- EXERCISE DESCRIPTION: Set down all the lines below, each one exactly as shown.

- DATA PROVIDED:

====

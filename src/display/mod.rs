//! Display formatting for terminal output
//!
//! Provides utilities for formatting data models for terminal display.

pub mod account;
pub mod category;
pub mod transaction;

pub use account::{format_account_details, format_account_list};
pub use category::format_category_list;
pub use transaction::{
    category_names, format_transaction_details, format_transaction_register, CategoryNames,
};
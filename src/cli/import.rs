//! Import CLI command

use std::fs::File;
use std::io::BufReader;
use std::path::Path;

use crate::error::{CashbookError, CashbookResult};
use crate::services::{AccountService, ImportService};
use crate::storage::Storage;

/// Handle the import command
pub fn handle_import_command(storage: &Storage, file: &Path, account: &str) -> CashbookResult<()> {
    let target = AccountService::new(storage).require(account)?;

    let handle = File::open(file)
        .map_err(|e| CashbookError::Import(format!("cannot open {}: {}", file.display(), e)))?;

    let result = ImportService::new(storage).import_csv(BufReader::new(handle), target.id)?;

    println!("Import into '{}' complete", target.name);
    println!("  Imported:            {}", result.imported.len());
    println!("  Skipped:             {}", result.skipped);
    if result.categories_created > 0 {
        println!("  Categories created:  {}", result.categories_created);
    }

    Ok(())
}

====

- SOLUTION TO THIS TASK:
filename src/display/mod.rs
//! Display formatting for terminal output
//!
//! Provides utilities for formatting data models for terminal display.

pub mod account;
pub mod category;
pub mod transaction;

pub use account::{format_account_details, format_account_list};
pub use category::format_category_list;
pub use transaction::{
    category_names, format_transaction_details, format_transaction_register, CategoryNames,
};
filename src/cli/import.rs
//! Import CLI command

use std::fs::File;
use std::io::BufReader;
use std::path::Path;

use crate::error::{CashbookError, CashbookResult};
use crate::services::{AccountService, ImportService};
use crate::storage::Storage;

/// Handle the import command
pub fn handle_import_command(storage: &Storage, file: &Path, account: &str) -> CashbookResult<()> {
    let target = AccountService::new(storage).require(account)?;

    let handle = File::open(file)
        .map_err(|e| CashbookError::Import(format!("cannot open {}: {}", file.display(), e)))?;

    let result = ImportService::new(storage).import_csv(BufReader::new(handle), target.id)?;

    println!("Import into '{}' complete", target.name);
    println!("  Imported:            {}", result.imported.len());
    println!("  Skipped:             {}", result.skipped);
    if result.categories_created > 0 {
        println!("  Categories created:  {}", result.categories_created);
    }

    Ok(())
}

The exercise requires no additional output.